L’impressione è quella di star giostrando un centinaio di hula hoops e non poter fermarmi altrimenti cadono tutti. Ogni hula hoop, ovviamente, è un pensiero. Santo cielo che razza di fatica!

Quando ero ragazzina ero una campionessa di hula hoop (era giallo), minuti e minuti senza mai farlo cadere a terra, dalle ginocchia su fino alla gola. Non so se fossi brava perché avevo solo un pensiero in testa o se ero soltanto più in forma. Non voglio indagare.

La questione che mi si pone ora è: quale hula hoop devo far cadere per non rimetterci la salute mentale?

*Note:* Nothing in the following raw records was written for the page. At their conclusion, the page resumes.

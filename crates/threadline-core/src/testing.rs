//! Scripted in-memory assistant service for unit tests.

use std::collections::VecDeque;
use std::sync::Mutex;

use tokio::time::Instant;

use threadline_types::assistant::{
    Assistant, AssistantId, ClientConfig, Credentials, MessageId, MessageRole, RemoteMessage, Run,
    RunId, RunStatus, Thread, ThreadId,
};
use threadline_types::error::AssistantApiError;

use crate::assistant::client::{AssistantClient, AssistantConnector};

/// Operation at which a [`ScriptedClient`] returns an error.
#[derive(Debug, Clone, Copy, PartialEq, Eq)]
pub enum FailPoint {
    RetrieveAssistant,
    CreateThread,
    CreateMessage,
    CreateRun,
    RetrieveRun,
    ListMessages,
}

#[derive(Default)]
struct Script {
    statuses: VecDeque<RunStatus>,
    reply: Option<String>,
    fail_at: Option<FailPoint>,
    runs_created: u32,
    posted: Vec<String>,
    status_checks: Vec<Instant>,
    history: Vec<RemoteMessage>,
}

pub struct ScriptedClient {
    config: ClientConfig,
    script: Mutex<Script>,
}

impl ScriptedClient {
    pub fn new() -> Self {
        Self {
            config: ClientConfig {
                base_url: "http://scripted.invalid/v1".to_string(),
            },
            script: Mutex::new(Script {
                statuses: VecDeque::from([RunStatus::Completed]),
                ..Script::default()
            }),
        }
    }

    /// Statuses returned by successive status checks. The last one repeats.
    pub fn with_statuses(self, statuses: impl IntoIterator<Item = RunStatus>) -> Self {
        self.script.lock().unwrap().statuses = statuses.into_iter().collect();
        self
    }

    /// Text of the assistant message each run produces.
    pub fn with_reply(self, text: &str) -> Self {
        self.script.lock().unwrap().reply = Some(text.to_string());
        self
    }

    pub fn failing_at(self, point: FailPoint) -> Self {
        self.script.lock().unwrap().fail_at = Some(point);
        self
    }

    pub fn status_check_times(&self) -> Vec<Instant> {
        self.script.lock().unwrap().status_checks.clone()
    }

    pub fn posted(&self) -> Vec<String> {
        self.script.lock().unwrap().posted.clone()
    }

    pub fn runs_created(&self) -> u32 {
        self.script.lock().unwrap().runs_created
    }

    fn check(&self, point: FailPoint) -> Result<(), AssistantApiError> {
        if self.script.lock().unwrap().fail_at == Some(point) {
            return Err(AssistantApiError::Transport(format!("scripted failure at {point:?}")));
        }
        Ok(())
    }
}

impl AssistantClient for ScriptedClient {
    fn config(&self) -> &ClientConfig {
        &self.config
    }

    async fn retrieve_assistant(&self, assistant_id: &AssistantId) -> Result<Assistant, AssistantApiError> {
        self.check(FailPoint::RetrieveAssistant)?;
        Ok(Assistant {
            id: assistant_id.clone(),
            name: Some("Scripted".to_string()),
            model: Some("gpt-4o".to_string()),
        })
    }

    async fn create_thread(&self) -> Result<Thread, AssistantApiError> {
        self.check(FailPoint::CreateThread)?;
        Ok(Thread {
            id: ThreadId::from("thread_scripted"),
        })
    }

    async fn create_message(
        &self,
        _thread_id: &ThreadId,
        role: MessageRole,
        content: &str,
    ) -> Result<RemoteMessage, AssistantApiError> {
        self.check(FailPoint::CreateMessage)?;
        let mut script = self.script.lock().unwrap();
        script.posted.push(content.to_string());
        let message = RemoteMessage {
            id: MessageId(format!("msg_user_{}", script.posted.len())),
            run_id: None,
            role,
            text: Some(content.to_string()),
            created_at: script.history.len() as i64,
        };
        script.history.push(message.clone());
        Ok(message)
    }

    async fn create_run(&self, thread_id: &ThreadId, _assistant_id: &AssistantId) -> Result<Run, AssistantApiError> {
        self.check(FailPoint::CreateRun)?;
        let mut script = self.script.lock().unwrap();
        script.runs_created += 1;
        Ok(Run {
            id: RunId(format!("run_{}", script.runs_created)),
            thread_id: thread_id.clone(),
            status: RunStatus::Queued,
        })
    }

    async fn retrieve_run(&self, thread_id: &ThreadId, run_id: &RunId) -> Result<Run, AssistantApiError> {
        let mut script = self.script.lock().unwrap();
        script.status_checks.push(Instant::now());
        drop(script);
        self.check(FailPoint::RetrieveRun)?;

        let mut script = self.script.lock().unwrap();
        let status = if script.statuses.len() > 1 {
            script.statuses.pop_front().unwrap_or(RunStatus::Completed)
        } else {
            script.statuses.front().copied().unwrap_or(RunStatus::Completed)
        };

        // A completed run leaves its reply in the thread.
        if status == RunStatus::Completed {
            if let Some(reply) = script.reply.clone() {
                let already = script
                    .history
                    .iter()
                    .any(|m| m.run_id.as_ref() == Some(run_id));
                if !already {
                    let created_at = script.history.len() as i64;
                    script.history.push(RemoteMessage {
                        id: MessageId(format!("msg_{run_id}")),
                        run_id: Some(run_id.clone()),
                        role: MessageRole::Assistant,
                        text: Some(reply),
                        created_at,
                    });
                }
            }
        }

        Ok(Run {
            id: run_id.clone(),
            thread_id: thread_id.clone(),
            status,
        })
    }

    async fn list_messages(&self, _thread_id: &ThreadId) -> Result<Vec<RemoteMessage>, AssistantApiError> {
        self.check(FailPoint::ListMessages)?;
        let script = self.script.lock().unwrap();
        Ok(script.history.iter().rev().cloned().collect())
    }
}

/// Hands out one prepared [`ScriptedClient`].
pub struct ScriptedConnector {
    client: Mutex<Option<ScriptedClient>>,
}

impl ScriptedConnector {
    pub fn new(client: ScriptedClient) -> Self {
        Self {
            client: Mutex::new(Some(client)),
        }
    }
}

impl AssistantConnector for ScriptedConnector {
    type Client = ScriptedClient;

    fn connect(&self, _credentials: &Credentials) -> Result<ScriptedClient, AssistantApiError> {
        self.client
            .lock()
            .unwrap()
            .take()
            .ok_or_else(|| AssistantApiError::Transport("connector already used".to_string()))
    }
}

Non è una decisione difficile, a prima vista, ovvero: tutti quelli che non mi servono. Ok, ma quelli che non mi servono ora mi potrebbero servire tra un po’ e una volta che sono caduti recuperarli è un casino. Senza contare che molti di quelli che ora mi servono spero che non mi serviranno da qui a una settimana, quindi perché dannarsi l’anima per tenerli su?

Posso far cadere quelli che hanno poca forza per andare d’inerzia, certo. Credo che quelli cederanno appena mi cala l’energie, naturalmente. Mi dispiacerà perderli, per quanto siano inutili mi dispiacerà.

Sono fatta così: mi lamento e poi tengo duro finché non crollo. Che fastidio!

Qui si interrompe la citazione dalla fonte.